══ TASK INPUT

//! # Monocular two-view geometry
//!
//! This crate holds the pure geometry used to track a single moving camera:
//!
//! * [`CameraIntrinsics`] removes and re-applies the calibration matrix `K`
//! * [`triangulate`] recovers a homogeneous world point from two poses and two normalized keypoints
//! * [`EssentialMatrix`] encodes the relative pose between two calibrated views and
//!   can be decomposed back into the four candidate poses
//! * [`EightPoint`] estimates an essential matrix from eight or more [`NormalizedMatch`]es
//! * [`Ransac`] finds the essential matrix that agrees with the most matches
//! * [`rotation_angle`] and [`renormalize`] compare and repair rotations
//!
//! Poses use the types from [`cv_core`]. A [`NormalizedMatch`] `(a, b)` always pairs a keypoint
//! in camera `a` with a keypoint in camera `b`, and an essential matrix `E` estimated from such
//! matches satisfies `bᵀ E a = 0`. The [`CameraToCamera`](cv_core::CameraToCamera) it decomposes into
//! maps points in camera `a` into camera `b`.

mod camera;
mod consensus;
mod essential;
mod rotation;
mod triangulation;

pub use camera::*;
pub use consensus::*;
pub use essential::*;
pub use rotation::*;
pub use triangulation::*;

use cv_core::nalgebra::Point2;

/// A correspondence between normalized image coordinates in camera `a` (`.0`) and camera `b` (`.1`).
#[derive(Debug, Clone, Copy, PartialEq)]
pub struct NormalizedMatch(pub Point2<f64>, pub Point2<f64>);
use crate::{dehomogenize, renormalize, triangulate, NormalizedMatch};
use cv_core::{
    nalgebra::{DMatrix, IsometryMatrix3, Matrix3, Rotation3, Translation3, Vector3},
    sample_consensus::{Estimator, Model},
    CameraToCamera, Pose, WorldToCamera,
};
use derive_more::{AsMut, AsRef, Deref, DerefMut, From, Into};
use float_ord::FloatOrd;

/// This stores an essential matrix, which satisfies the epipolar constraint `bᵀ E a = 0`
/// for every [`NormalizedMatch`] `(a, b)` between the two views.
///
/// It encodes the rotation and the direction of the translation from camera `a` to camera `b`,
/// but not the magnitude of the translation.
#[derive(Debug, Clone, Copy, PartialEq, AsMut, AsRef, Deref, DerefMut, From, Into)]
pub struct EssentialMatrix(pub Matrix3<f64>);

impl Model<NormalizedMatch> for EssentialMatrix {
    /// The first-order geometric (Sampson) distance of the match to the epipolar constraint.
    fn residual(&self, data: &NormalizedMatch) -> f64 {
        let &NormalizedMatch(a, b) = data;
        let a = a.to_homogeneous();
        let b = b.to_homogeneous();
        let ea = self.0 * a;
        let etb = self.0.transpose() * b;
        let denominator = ea.x * ea.x + ea.y * ea.y + etb.x * etb.x + etb.y * etb.y;
        if denominator > 0.0 {
            b.dot(&ea).abs() / denominator.sqrt()
        } else {
            f64::INFINITY
        }
    }
}

impl From<CameraToCamera> for EssentialMatrix {
    /// Computes `E = [t]ₓ R`.
    fn from(pose: CameraToCamera) -> Self {
        let isometry = pose.isometry();
        Self(isometry.translation.vector.cross_matrix() * isometry.rotation.matrix())
    }
}

impl EssentialMatrix {
    /// Projects the matrix onto the space of essential matrices by making the first two
    /// singular values equal and the third zero.
    #[must_use]
    pub fn recondition(self) -> Option<Self> {
        let (u, s, v_t) = sorted_svd(self.0)?;
        let mean = (s.x + s.y) * 0.5;
        let sigma = Matrix3::from_diagonal(&Vector3::new(mean, mean, 0.0));
        Some(Self(u * sigma * v_t))
    }

    /// Decomposes the essential matrix into the four rigid transforms consistent with it.
    ///
    /// Each has a unit translation. Only one of them places triangulated points in front of
    /// both cameras, see [`EssentialMatrix::solve_pose`].
    pub fn possible_poses(&self) -> Option<[CameraToCamera; 4]> {
        let (mut u, _, mut v_t) = sorted_svd(self.0)?;
        // Both factors must be proper rotations. Negating the null-space direction
        // leaves E unchanged since its singular value is zero.
        if u.determinant() < 0.0 {
            u.column_mut(2).neg_mut();
        }
        if v_t.determinant() < 0.0 {
            v_t.row_mut(2).neg_mut();
        }
        let w = Matrix3::new(0.0, -1.0, 0.0, 1.0, 0.0, 0.0, 0.0, 0.0, 1.0);
        let rotation_a = renormalize(Rotation3::from_matrix_unchecked(u * w * v_t));
        let rotation_b = renormalize(Rotation3::from_matrix_unchecked(u * w.transpose() * v_t));
        let t: Vector3<f64> = u.column(2).into_owned();
        let pose = |rotation: Rotation3<f64>, t: Vector3<f64>| {
            CameraToCamera(IsometryMatrix3::from_parts(Translation3::from(t), rotation))
        };
        Some([
            pose(rotation_a, t),
            pose(rotation_a, -t),
            pose(rotation_b, t),
            pose(rotation_b, -t),
        ])
    }

    /// Chooses the pose from [`EssentialMatrix::possible_poses`] that places the most
    /// `probe` points in front of both cameras.
    ///
    /// The chosen pose must place more than half of the probes in front of both cameras
    /// and strictly more than any other candidate, otherwise `None` is returned.
    pub fn solve_pose<I>(&self, probe: I) -> Option<CameraToCamera>
    where
        I: Iterator<Item = NormalizedMatch> + Clone,
    {
        let total = probe.clone().count();
        let mut scored: Vec<(usize, CameraToCamera)> = self
            .possible_poses()?
            .iter()
            .map(|&pose| (count_in_front(pose, probe.clone()), pose))
            .collect();
        scored.sort_unstable_by_key(|&(count, _)| core::cmp::Reverse(count));
        let (best, pose) = scored[0];
        let runner_up = scored[1].0;
        if best * 2 > total && best > runner_up {
            Some(pose)
        } else {
            None
        }
    }
}

/// Counts the matches that triangulate in front of both cameras.
pub fn count_in_front(pose: CameraToCamera, matches: impl Iterator<Item = NormalizedMatch>) -> usize {
    let pose_a = WorldToCamera::identity();
    let pose_b = WorldToCamera(pose.0);
    matches
        .filter(|&NormalizedMatch(a, b)| {
            triangulate(pose_a, pose_b, a, b)
                .and_then(dehomogenize)
                .map_or(false, |point| point.z > 0.0 && (pose.0 * point).z > 0.0)
        })
        .count()
}

/// Singular value decomposition with singular values in descending order.
fn sorted_svd(matrix: Matrix3<f64>) -> Option<(Matrix3<f64>, Vector3<f64>, Matrix3<f64>)> {
    let svd = matrix.try_svd(true, true, f64::EPSILON, 1000)?;
    let (u, v_t, s) = (svd.u?, svd.v_t?, svd.singular_values);
    let mut order = [0usize, 1, 2];
    order.sort_unstable_by_key(|&ix| core::cmp::Reverse(FloatOrd(s[ix])));
    let sorted_u = Matrix3::from_columns(&order.map(|ix| u.column(ix).into_owned()));
    let sorted_v_t = Matrix3::from_rows(&order.map(|ix| v_t.row(ix).into_owned()));
    let sorted_s = Vector3::from_iterator(order.iter().map(|&ix| s[ix]));
    Some((sorted_u, sorted_s, sorted_v_t))
}

/// Performs the
/// [eight-point algorithm](https://en.wikipedia.org/wiki/Eight-point_algorithm)
/// on normalized image coordinates.
///
/// Every match contributes one row of the linear system `A e = 0` where `e` holds the
/// entries of `E`. With more than eight matches the solution is the least-squares one.
/// The result is reconditioned with [`EssentialMatrix::recondition`].
#[derive(Copy, Clone, Debug, Default)]
pub struct EightPoint;

impl EightPoint {
    pub fn new() -> Self {
        Self
    }

    pub fn from_matches<I>(&self, data: I) -> Option<EssentialMatrix>
    where
        I: Iterator<Item = NormalizedMatch>,
    {
        let matches: Vec<NormalizedMatch> = data.collect();
        if matches.len() < <Self as Estimator<NormalizedMatch>>::MIN_SAMPLES {
            return None;
        }
        // The SVD needs at least as many rows as unknowns to expose the null space.
        let mut design = DMatrix::<f64>::zeros(matches.len().max(9), 9);
        for (i, &NormalizedMatch(a, b)) in matches.iter().enumerate() {
            let a = a.to_homogeneous();
            let b = b.to_homogeneous();
            let mut row = design.row_mut(i);
            for j in 0..3 {
                for k in 0..3 {
                    row[3 * j + k] = a[j] * b[k];
                }
            }
        }
        let svd = design.try_svd(false, true, f64::EPSILON, 1000)?;
        let v_t = svd.v_t?;
        let (ix, _) = svd
            .singular_values
            .iter()
            .enumerate()
            .min_by_key(|&(_, &s)| FloatOrd(s))?;
        let mat = Matrix3::from_iterator(v_t.row(ix).iter().copied());
        EssentialMatrix(mat).recondition()
    }
}

impl Estimator<NormalizedMatch> for EightPoint {
    type Model = EssentialMatrix;
    type ModelIter = Option<EssentialMatrix>;
    const MIN_SAMPLES: usize = 8;

    fn estimate<I>(&self, data: I) -> Self::ModelIter
    where
        I: Iterator<Item = NormalizedMatch> + Clone,
    {
        self.from_matches(data)
    }
}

════

__EXERCISE DETAILS__
Using the records above, report each line with the string "least".

__TASK OUTPUT__
/// entries of `E`. With more than eight matches the solution is the least-squares one.
        // The SVD needs at least as many rows as unknowns to expose the null space.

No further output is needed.